PESHAWAR: At least 10 policemen were killed Saturday when Taliban militants in suicide vests, some of them clad in burqas, laid siege to a police station in northwest Pakistan, officials said.
“Police have taken the control of the police station and 10 of our policemen were martyred in the attack and six attackers were killed,” Mian Iftikhar Hussain, information minister of northwestern Khyber Pakhtunkhwa province, told AFP.
Militants armed with guns and hand grenades had attacked Kolachi police station near the border with South Waziristan tribal district and taken a group of policemen hostage. Hussain said the burqa-clad attackers had hoped to secure the release of other militants.
“The attackers had come prepared for days of siege and hostage-taking to secure the release of other militants,” Hussain told AFP.
“When our armoured car entered the police station two suicide bombers blew themselves up and a third suicide bomber was killed by a rocket,” Hussain said.
“Police have found the bodies of three militants and the heads of three suicide bombers,” Hussain said, adding that half of the police station building had been destroyed and 11 policemen wounded.
Regional police chief Imtiaz Shah told AFP there was one woman among the suicide bombers. Shah said the siege began when attackers dressed in burqas pulled out guns at the station's main gate and killed policemen deployed there.
The militants then damaged the boundary wall with hand grenades, enabling more rebels to follow them into the building.
About 17 policemen were on duty at the time and were taken hostage by the militants once they ran out of ammunition, the police chief said.
As security forces were called to the scene and cordoned off the police station, two of the attackers detonated their suicide vests, while three others were shot dead by security forces, Shah said.
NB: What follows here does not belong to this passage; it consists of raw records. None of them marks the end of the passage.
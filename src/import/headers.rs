//! Header dictionary for the rokar sheet layout
//!
//! Column labels are matched exactly (after trimming) against the header
//! row. The layout is fixed by the chain's reporting template; sheets with
//! renamed columns simply resolve those cells to zero rather than erroring,
//! matching how the legacy importer behaved.

use std::collections::HashMap;

use calamine::Data;

use super::sheet::cell_text;

// === Canonical column labels ===
pub const COL_DATE: &str = "DATE";
pub const COL_OPENING_BALANCE: &str = "OPENING BALANCE";
pub const COL_CLOSING_BALANCE: &str = "CLOSING BALANCE";
pub const COL_COMPUTER_SALE: &str = "COMPUTER SALE";
pub const COL_MANUAL_SALE: &str = "MANUAL SALE";
pub const COL_MANUAL_BILLED: &str = "MANUAL BILLED";
pub const COL_TOTAL_SALE: &str = "TOTAL SALE";
pub const COL_CUSTOMER_DUES_PAID: &str = "CUSTOMER DUES PAID";
pub const COL_PAYTM: &str = "PAYTM";
pub const COL_PHONEPE: &str = "PHONEPE";
pub const COL_GPAY: &str = "GPAY";
pub const COL_BANK_DEPOSIT: &str = "BANK DEPOSIT";
pub const COL_HOME: &str = "HOME";
pub const COL_DUES_GIVEN: &str = "DUES GIVEN";
pub const COL_TOTAL_CASH_OUT: &str = "TOTAL CASH OUT";
pub const COL_TOTAL_EXPENSE: &str = "TOTAL EXPENSE";
pub const COL_TOTAL_SALARY: &str = "TOTAL SALARY";

/// Fixed expense categories; summed when TOTAL EXPENSE is blank or zero
pub const EXPENSE_COLUMNS: &[&str] = &[
    "RENT",
    "ELECTRICITY BILL",
    "WIFI BILL",
    "TEA EXPENSE",
    "STATIONERY",
    "CLEANING",
    "TRANSPORT",
    "REPAIR",
    "MISC EXPENSE",
];

/// Numbered per-staff salary columns; summed when TOTAL SALARY is absent
pub const SALARY_COLUMNS: &[&str] = &[
    "SALARY 1",
    "SALARY 2",
    "SALARY 3",
    "SALARY 4",
    "SALARY 5",
    "SALARY 6",
    "SALARY 7",
];

/// Header label → column index lookup built from the header row
#[derive(Debug)]
pub struct HeaderMap {
    columns: HashMap<String, usize>,
}

impl HeaderMap {
    pub fn from_row(row: &[Data]) -> Self {
        let mut columns = HashMap::new();
        for (index, cell) in row.iter().enumerate() {
            let label = cell_text(cell);
            if !label.is_empty() {
                // First occurrence wins on duplicate headers.
                columns.entry(label).or_insert(index);
            }
        }
        Self { columns }
    }

    /// Exact-match column lookup
    pub fn col(&self, label: &str) -> Option<usize> {
        self.columns.get(label).copied()
    }

    pub fn has(&self, label: &str) -> bool {
        self.columns.contains_key(label)
    }
}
District police chief Mohammad Hussain Khan said it was likely the attackers had come from the nearby lawless tribal belt.
Television footage showed thick black smoke billowing from the roof of the fortress-like police station and security forces and police firing at militants.
Taliban spokesman Ehsanullah Ehsan in a telephone call to AFP claimed responsibility, saying it was the latest in a series of attacks to avenge the killing of Al-Qaeda chief Osama bin Laden.
“We sent one male and one female suicide bomber to participate in the attack, because we want to liberate our people from the slavery of America,” Ehsan said.
Nearly 4,500 people have been killed across Pakistan in attacks blamed on Taliban and other extremist networks based in the tribal belt since government troops stormed a radical mosque in Islamabad in 2007.
Washington has called the semi-autonomous region the global headquarters of Al-Qaeda, where Taliban and other Al-Qaeda-linked networks need to be defeated if the 10-year war in Afghanistan is ever to end.